Shares in UK drug giant GlaxoSmithKline closed up 1.8% at $54.88 on the New York Stock Exchange yesterday, as investors were cheered by news that the firm has signed a deal with privately-held group ChemoCentryx for the development of new treatments for inflammatory and autoimmune diseases.

In what marks a massive deal for ChemoCentryx on all counts, GSK will make an upfront payment of $63.5 million to the firm, as well research funding and subsequent milestone payments of up to a whopping $1.5 billion. In return, the US group will use its expertise on the chemokine system, which plays a key role in inflammation, to discover new drug candidates for GSK, which then has the option of licensing them.

In addition, ChemoCentryx is due a double-digit royalty percentage if any products borne from the partnership make it to market, and GSK has promised to invest in the firm, under certain undisclosed circumstances, should it go public.
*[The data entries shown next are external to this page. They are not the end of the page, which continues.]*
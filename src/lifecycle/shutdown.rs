//! Shutdown coordination for the proxy.

use tokio_util::sync::CancellationToken;

/// Coordinator for graceful shutdown.
///
/// Wraps the root cancellation token. Long-running tasks take a child
/// token and stop when it is cancelled.
#[derive(Debug, Clone, Default)]
pub struct Shutdown {
    token: CancellationToken,
}

impl Shutdown {
    /// Create a new shutdown coordinator.
    pub fn new() -> Self {
        Self::default()
    }

    /// Token cancelled together with this coordinator.
    pub fn child_token(&self) -> CancellationToken {
        self.token.child_token()
    }

    /// Trigger the shutdown signal.
    pub fn trigger(&self) {
        if !self.token.is_cancelled() {
            tracing::info!("Shutdown triggered");
        }
        self.token.cancel();
    }

    pub fn is_triggered(&self) -> bool {
        self.token.is_cancelled()
    }

    /// Resolve once shutdown is triggered.
    pub async fn triggered(&self) {
        self.token.cancelled().await
    }
}
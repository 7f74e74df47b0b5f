//! Duration serialization helpers for configuration files.
//!
//! Durations are written as integer milliseconds (`grace_timeout_ms = 10000`).

use serde::{Deserialize, Deserializer, Serializer};
use std::time::Duration;

pub mod duration_ms {
    use super::*;

    pub fn serialize<S>(duration: &Duration, serializer: S) -> Result<S::Ok, S::Error>
    where
        S: Serializer,
    {
        serializer.serialize_u64(duration.as_millis() as u64)
    }

    pub fn deserialize<'de, D>(deserializer: D) -> Result<Duration, D::Error>
    where
        D: Deserializer<'de>,
    {
        let millis = u64::deserialize(deserializer)?;
        Ok(Duration::from_millis(millis))
    }
}

pub mod option_duration_ms {
    use super::*;

    pub fn serialize<S>(duration: &Option<Duration>, serializer: S) -> Result<S::Ok, S::Error>
    where
        S: Serializer,
    {
        match duration {
            Some(d) => serializer.serialize_some(&(d.as_millis() as u64)),
            None => serializer.serialize_none(),
        }
    }

    pub fn deserialize<'de, D>(deserializer: D) -> Result<Option<Duration>, D::Error>
    where
        D: Deserializer<'de>,
    {
        let millis = Option::<u64>::deserialize(deserializer)?;
        Ok(millis.map(Duration::from_millis))
    }
}
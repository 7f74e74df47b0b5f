//! Dynamic-configuration reverse-proxy core.
//!
//! Providers feed configuration fragments to a watcher that throttles,
//! merges and publishes them. A router factory turns each merged
//! configuration into routers that TCP and UDP entry points swap in
//! atomically, without dropping live connections.

// Configuration
pub mod config;
pub mod provider;
pub mod watcher;

// Traffic
pub mod http;
pub mod load_balancer;
pub mod net;
pub mod server;
pub mod tcp;
pub mod udp;

// Cross-cutting concerns
pub mod lifecycle;
pub mod observability;

pub use config::{Configuration, StaticConfig};
pub use lifecycle::Shutdown;
pub use server::{DefaultRouterFactory, RouterFactory, Server};
pub use watcher::ConfigurationWatcher;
Commenting on the deal, Thomas Schall, chief executive of ChemoCentryx, said: “This important alliance with GSK will provide us with access to significant capital in the near and long term to support the ongoing development of each of these programs, as well as the ability to continue to discover and bring forward multiple new compounds targeting the chemokine system.”

But the move is also a positive for GSK, which will gain access to cutting-edge science to breathe new life into its R&D pipeline. “Accessing [ChemoCentryx’] expertise and four advanced chemokine programmes, including, Traficet-EN in the clinic for IBD [irritable bowel disease], will allow us to bring novel medicines to patients with high unmet need,” commented Maxine Gowen, senior vice president and head of GSK’s centre of excellence for external drug discovery, the vessel for the partnership.
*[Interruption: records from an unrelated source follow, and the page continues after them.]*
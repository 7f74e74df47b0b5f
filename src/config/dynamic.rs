//! Dynamic configuration model.
//!
//! A [`Configuration`] is the snapshot a provider submits. It has four
//! independent sections (HTTP, TCP, UDP, TLS), each a mapping from entity
//! name to definition. Names are only unique within one provider until the
//! merger qualifies them as `name@provider`.
//!
//! All maps are `BTreeMap` so merged output and debug dumps are
//! deterministic.

use std::collections::BTreeMap;

use serde::{Deserialize, Serialize};

/// Name of the TLS store and TLS options that are never qualified.
pub const DEFAULT_TLS_NAME: &str = "default";

/// Store reserved for ACME TLS-ALPN-01 challenge certificates.
pub const ACME_TLS_ALPN_STORE: &str = "acme-tls/1";

/// The only provider allowed to put certificates in [`ACME_TLS_ALPN_STORE`].
pub const ACME_TLS_ALPN_PROVIDER: &str = "tlsalpn.acme";

/// Provider name of configuration generated by the proxy itself.
pub const INTERNAL_PROVIDER: &str = "internal";

/// Unit exchanged on the configuration pipeline.
#[derive(Debug, Clone, PartialEq, Default, Deserialize, Serialize)]
pub struct Message {
    pub provider_name: String,
    pub configuration: Option<Configuration>,
}

impl Message {
    pub fn new(provider_name: impl Into<String>, configuration: Configuration) -> Self {
        Self {
            provider_name: provider_name.into(),
            configuration: Some(configuration),
        }
    }

    /// A message without configuration, or whose sections are all empty.
    pub fn is_empty(&self) -> bool {
        self.configuration
            .as_ref()
            .map_or(true, Configuration::is_empty)
    }
}

/// Last accepted configuration per provider name.
pub type Configurations = BTreeMap<String, Configuration>;

/// A full dynamic configuration snapshot.
#[derive(Debug, Clone, PartialEq, Default, Deserialize, Serialize)]
#[serde(default)]
pub struct Configuration {
    #[serde(skip_serializing_if = "Option::is_none")]
    pub http: Option<HttpConfiguration>,
    #[serde(skip_serializing_if = "Option::is_none")]
    pub tcp: Option<TcpConfiguration>,
    #[serde(skip_serializing_if = "Option::is_none")]
    pub udp: Option<UdpConfiguration>,
    #[serde(skip_serializing_if = "Option::is_none")]
    pub tls: Option<TlsConfiguration>,
}

impl Configuration {
    /// Every section is absent or has no entries.
    pub fn is_empty(&self) -> bool {
        self.http.as_ref().map_or(true, HttpConfiguration::is_empty)
            && self.tcp.as_ref().map_or(true, TcpConfiguration::is_empty)
            && self.udp.as_ref().map_or(true, UdpConfiguration::is_empty)
            && self.tls.as_ref().map_or(true, TlsConfiguration::is_empty)
    }

    /// A configuration with all four sections present and empty.
    pub fn empty_sections() -> Self {
        Self {
            http: Some(HttpConfiguration::default()),
            tcp: Some(TcpConfiguration::default()),
            udp: Some(UdpConfiguration::default()),
            tls: Some(TlsConfiguration::default()),
        }
    }
}

// ============================================================================
// HTTP
// ============================================================================

#[derive(Debug, Clone, PartialEq, Default, Deserialize, Serialize)]
#[serde(default)]
pub struct HttpConfiguration {
    pub routers: BTreeMap<String, Router>,
    pub middlewares: BTreeMap<String, Middleware>,
    pub services: BTreeMap<String, Service>,
    pub models: BTreeMap<String, Model>,
    pub servers_transports: BTreeMap<String, ServersTransport>,
}

impl HttpConfiguration {
    pub fn is_empty(&self) -> bool {
        self.routers.is_empty()
            && self.middlewares.is_empty()
            && self.services.is_empty()
            && self.models.is_empty()
            && self.servers_transports.is_empty()
    }
}

/// An HTTP router definition.
#[derive(Debug, Clone, PartialEq, Default, Deserialize, Serialize)]
#[serde(default)]
pub struct Router {
    pub entry_points: Vec<String>,
    pub middlewares: Vec<String>,
    pub service: String,
    pub rule: String,
    #[serde(skip_serializing_if = "String::is_empty")]
    pub rule_syntax: String,
    pub priority: i64,
    #[serde(skip_serializing_if = "Option::is_none")]
    pub tls: Option<RouterTlsConfig>,
    #[serde(skip_serializing_if = "Option::is_none")]
    pub observability: Option<RouterObservabilityConfig>,
    /// Routers this one was derived from. Empty for root routers.
    pub parent_refs: Vec<String>,
    /// Set on routers whose rule was generated rather than written.
    #[serde(skip_serializing_if = "std::ops::Not::not")]
    pub default_rule: bool,
}

impl Router {
    /// A root router has no parent references and is eligible for models.
    pub fn is_root(&self) -> bool {
        self.parent_refs.is_empty()
    }
}

#[derive(Debug, Clone, PartialEq, Default, Deserialize, Serialize)]
#[serde(default)]
pub struct RouterTlsConfig {
    pub options: String,
    pub cert_resolver: String,
    pub domains: Vec<Domain>,
}

#[derive(Debug, Clone, PartialEq, Default, Deserialize, Serialize)]
#[serde(default)]
pub struct Domain {
    pub main: String,
    pub sans: Vec<String>,
}

#[derive(Debug, Clone, Copy, PartialEq, Eq, Deserialize, Serialize)]
#[serde(rename_all = "lowercase")]
pub enum TraceVerbosity {
    Minimal,
    Detailed,
}

/// Per-router observability switches. `None` means "not set".
#[derive(Debug, Clone, PartialEq, Default, Deserialize, Serialize)]
#[serde(default)]
pub struct RouterObservabilityConfig {
    #[serde(skip_serializing_if = "Option::is_none")]
    pub access_logs: Option<bool>,
    #[serde(skip_serializing_if = "Option::is_none")]
    pub metrics: Option<bool>,
    #[serde(skip_serializing_if = "Option::is_none")]
    pub tracing: Option<bool>,
    #[serde(skip_serializing_if = "Option::is_none")]
    pub trace_verbosity: Option<TraceVerbosity>,
}

/// Per-entrypoint default router template, named `entryPoint@internal`.
#[derive(Debug, Clone, PartialEq, Default, Deserialize, Serialize)]
#[serde(default)]
pub struct Model {
    pub middlewares: Vec<String>,
    #[serde(skip_serializing_if = "Option::is_none")]
    pub tls: Option<RouterTlsConfig>,
    pub observability: RouterObservabilityConfig,
    #[serde(skip_serializing_if = "String::is_empty")]
    pub default_rule_syntax: String,
}

/// Middleware definitions are opaque to the core: one key naming the
/// middleware kind, holding its settings.
#[derive(Debug, Clone, PartialEq, Default, Deserialize, Serialize)]
pub struct Middleware {
    #[serde(flatten)]
    pub spec: BTreeMap<String, serde_json::Value>,
}

#[derive(Debug, Clone, PartialEq, Default, Deserialize, Serialize)]
#[serde(default)]
pub struct Service {
    #[serde(skip_serializing_if = "Option::is_none")]
    pub load_balancer: Option<ServersLoadBalancer>,
    #[serde(skip_serializing_if = "Option::is_none")]
    pub weighted: Option<WeightedRoundRobin>,
}

#[derive(Debug, Clone, PartialEq, Default, Deserialize, Serialize)]
#[serde(default)]
pub struct ServersLoadBalancer {
    pub servers: Vec<HttpServer>,
    pub pass_host_header: Option<bool>,
    #[serde(skip_serializing_if = "String::is_empty")]
    pub servers_transport: String,
}

#[derive(Debug, Clone, PartialEq, Default, Deserialize, Serialize)]
#[serde(default)]
pub struct HttpServer {
    pub url: String,
    pub weight: Option<u32>,
}

#[derive(Debug, Clone, PartialEq, Default, Deserialize, Serialize)]
#[serde(default)]
pub struct WeightedRoundRobin {
    pub services: Vec<WeightedService>,
}

#[derive(Debug, Clone, PartialEq, Default, Deserialize, Serialize)]
#[serde(default)]
pub struct WeightedService {
    pub name: String,
    pub weight: Option<u32>,
}

#[derive(Debug, Clone, PartialEq, Default, Deserialize, Serialize)]
#[serde(default)]
pub struct ServersTransport {
    #[serde(skip_serializing_if = "String::is_empty")]
    pub server_name: String,
    pub insecure_skip_verify: bool,
    pub root_cas: Vec<String>,
    pub max_idle_conns_per_host: Option<u32>,
}

// ============================================================================
// TCP
// ============================================================================

#[derive(Debug, Clone, PartialEq, Default, Deserialize, Serialize)]
#[serde(default)]
pub struct TcpConfiguration {
    pub routers: BTreeMap<String, TcpRouter>,
    pub middlewares: BTreeMap<String, TcpMiddleware>,
    pub services: BTreeMap<String, TcpService>,
    pub models: BTreeMap<String, TcpModel>,
    pub servers_transports: BTreeMap<String, TcpServersTransport>,
}

impl TcpConfiguration {
    pub fn is_empty(&self) -> bool {
        self.routers.is_empty()
            && self.middlewares.is_empty()
            && self.services.is_empty()
            && self.models.is_empty()
            && self.servers_transports.is_empty()
    }
}

#[derive(Debug, Clone, PartialEq, Default, Deserialize, Serialize)]
#[serde(default)]
pub struct TcpRouter {
    pub entry_points: Vec<String>,
    pub middlewares: Vec<String>,
    pub service: String,
    pub rule: String,
    #[serde(skip_serializing_if = "String::is_empty")]
    pub rule_syntax: String,
    pub priority: i64,
    #[serde(skip_serializing_if = "Option::is_none")]
    pub tls: Option<RouterTcpTlsConfig>,
}

#[derive(Debug, Clone, PartialEq, Default, Deserialize, Serialize)]
#[serde(default)]
pub struct RouterTcpTlsConfig {
    pub passthrough: bool,
    pub options: String,
    pub cert_resolver: String,
    pub domains: Vec<Domain>,
}

#[derive(Debug, Clone, PartialEq, Default, Deserialize, Serialize)]
#[serde(default)]
pub struct TcpModel {
    #[serde(skip_serializing_if = "String::is_empty")]
    pub default_rule_syntax: String,
}

#[derive(Debug, Clone, PartialEq, Default, Deserialize, Serialize)]
#[serde(default)]
pub struct TcpMiddleware {
    #[serde(skip_serializing_if = "Option::is_none")]
    pub ip_allow_list: Option<TcpIpAllowList>,
    #[serde(skip_serializing_if = "Option::is_none")]
    pub in_flight_conn: Option<TcpInFlightConn>,
}

#[derive(Debug, Clone, PartialEq, Default, Deserialize, Serialize)]
#[serde(default)]
pub struct TcpIpAllowList {
    pub source_range: Vec<String>,
}

#[derive(Debug, Clone, PartialEq, Default, Deserialize, Serialize)]
#[serde(default)]
pub struct TcpInFlightConn {
    pub amount: u64,
}

#[derive(Debug, Clone, PartialEq, Default, Deserialize, Serialize)]
#[serde(default)]
pub struct TcpService {
    #[serde(skip_serializing_if = "Option::is_none")]
    pub load_balancer: Option<TcpServersLoadBalancer>,
    #[serde(skip_serializing_if = "Option::is_none")]
    pub weighted: Option<WeightedRoundRobin>,
}

#[derive(Debug, Clone, PartialEq, Default, Deserialize, Serialize)]
#[serde(default)]
pub struct TcpServersLoadBalancer {
    pub servers: Vec<TcpServer>,
    #[serde(skip_serializing_if = "String::is_empty")]
    pub servers_transport: String,
}

#[derive(Debug, Clone, PartialEq, Default, Deserialize, Serialize)]
#[serde(default)]
pub struct TcpServer {
    pub address: String,
    pub tls: bool,
}

#[derive(Debug, Clone, PartialEq, Default, Deserialize, Serialize)]
#[serde(default)]
pub struct TcpServersTransport {
    pub dial_timeout_ms: Option<u64>,
    pub dial_keep_alive_ms: Option<u64>,
    pub termination_delay_ms: Option<u64>,
}

// ============================================================================
// UDP
// ============================================================================

#[derive(Debug, Clone, PartialEq, Default, Deserialize, Serialize)]
#[serde(default)]
pub struct UdpConfiguration {
    pub routers: BTreeMap<String, UdpRouter>,
    pub services: BTreeMap<String, UdpService>,
}

impl UdpConfiguration {
    pub fn is_empty(&self) -> bool {
        self.routers.is_empty() && self.services.is_empty()
    }
}

#[derive(Debug, Clone, PartialEq, Default, Deserialize, Serialize)]
#[serde(default)]
pub struct UdpRouter {
    pub entry_points: Vec<String>,
    pub service: String,
}

#[derive(Debug, Clone, PartialEq, Default, Deserialize, Serialize)]
#[serde(default)]
pub struct UdpService {
    #[serde(skip_serializing_if = "Option::is_none")]
    pub load_balancer: Option<UdpServersLoadBalancer>,
    #[serde(skip_serializing_if = "Option::is_none")]
    pub weighted: Option<WeightedRoundRobin>,
}

#[derive(Debug, Clone, PartialEq, Default, Deserialize, Serialize)]
#[serde(default)]
pub struct UdpServersLoadBalancer {
    pub servers: Vec<UdpServer>,
}

#[derive(Debug, Clone, PartialEq, Default, Deserialize, Serialize)]
#[serde(default)]
pub struct UdpServer {
    pub address: String,
}

// ============================================================================
// TLS
// ============================================================================

#[derive(Debug, Clone, PartialEq, Default, Deserialize, Serialize)]
#[serde(default)]
pub struct TlsConfiguration {
    pub certificates: Vec<CertAndStores>,
    pub options: BTreeMap<String, TlsOptions>,
    pub stores: BTreeMap<String, Store>,
}

impl TlsConfiguration {
    pub fn is_empty(&self) -> bool {
        self.certificates.is_empty() && self.options.is_empty() && self.stores.is_empty()
    }
}

/// A certificate and the stores it belongs to. An empty store list means
/// the `default` store.
#[derive(Debug, Clone, PartialEq, Default, Deserialize, Serialize)]
#[serde(default)]
pub struct CertAndStores {
    pub certificate: Certificate,
    pub stores: Vec<String>,
}

impl CertAndStores {
    pub fn in_store(&self, store: &str) -> bool {
        if self.stores.is_empty() {
            return store == DEFAULT_TLS_NAME;
        }
        self.stores.iter().any(|s| s == store)
    }
}

/// PEM certificate and key. Each field holds either a file path or the
/// PEM content itself.
#[derive(Debug, Clone, PartialEq, Default, Deserialize, Serialize)]
#[serde(default)]
pub struct Certificate {
    pub cert_file: String,
    pub key_file: String,
}

#[derive(Debug, Clone, PartialEq, Default, Deserialize, Serialize)]
#[serde(default)]
pub struct Store {
    #[serde(skip_serializing_if = "Option::is_none")]
    pub default_certificate: Option<Certificate>,
    #[serde(skip_serializing_if = "Option::is_none")]
    pub default_generated_cert: Option<GeneratedCert>,
}

#[derive(Debug, Clone, PartialEq, Default, Deserialize, Serialize)]
#[serde(default)]
pub struct GeneratedCert {
    pub resolver: String,
    pub domain: Option<Domain>,
}

#[derive(Debug, Clone, PartialEq, Deserialize, Serialize)]
#[serde(default)]
pub struct TlsOptions {
    pub min_version: String,
    #[serde(skip_serializing_if = "String::is_empty")]
    pub max_version: String,
    pub cipher_suites: Vec<String>,
    pub curve_preferences: Vec<String>,
    pub sni_strict: bool,
    pub alpn_protocols: Vec<String>,
    pub disable_session_tickets: bool,
    #[serde(skip_serializing_if = "Option::is_none")]
    pub client_auth: Option<ClientAuth>,
}

impl Default for TlsOptions {
    /// The built-in `default` options injected when no provider defines any.
    fn default() -> Self {
        Self {
            min_version: "VersionTLS12".to_string(),
            max_version: String::new(),
            cipher_suites: Vec::new(),
            curve_preferences: Vec::new(),
            sni_strict: false,
            alpn_protocols: vec![
                "h2".to_string(),
                "http/1.1".to_string(),
                ACME_TLS_ALPN_STORE.to_string(),
            ],
            disable_session_tickets: false,
            client_auth: None,
        }
    }
}

#[derive(Debug, Clone, PartialEq, Default, Deserialize, Serialize)]
#[serde(default)]
pub struct ClientAuth {
    pub ca_files: Vec<String>,
    pub client_auth_type: String,
}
The deal marks a growing trend where pharmaceutical big boys are signing deals with smaller specialist companies to tap into their areas of expertise and boost innovation. And yet, JP Garnier, chief executive of GSK, seems to think the top pharmaceutical companies are still not paying enough attention to their R&D. In a recent interview with Manager Magazin, he said that many companies are choosing to sink large portions of cash into marketing and advertising their products instead of their R&D and production activities.

And he predicts that the consequences of this could be pretty dire. “From 15 pharmaceutical companies that are important today, only a handful will probably survive,” he warns. “Hardly any of the large companies are in a position right now to invest enough money into research,” he concluded.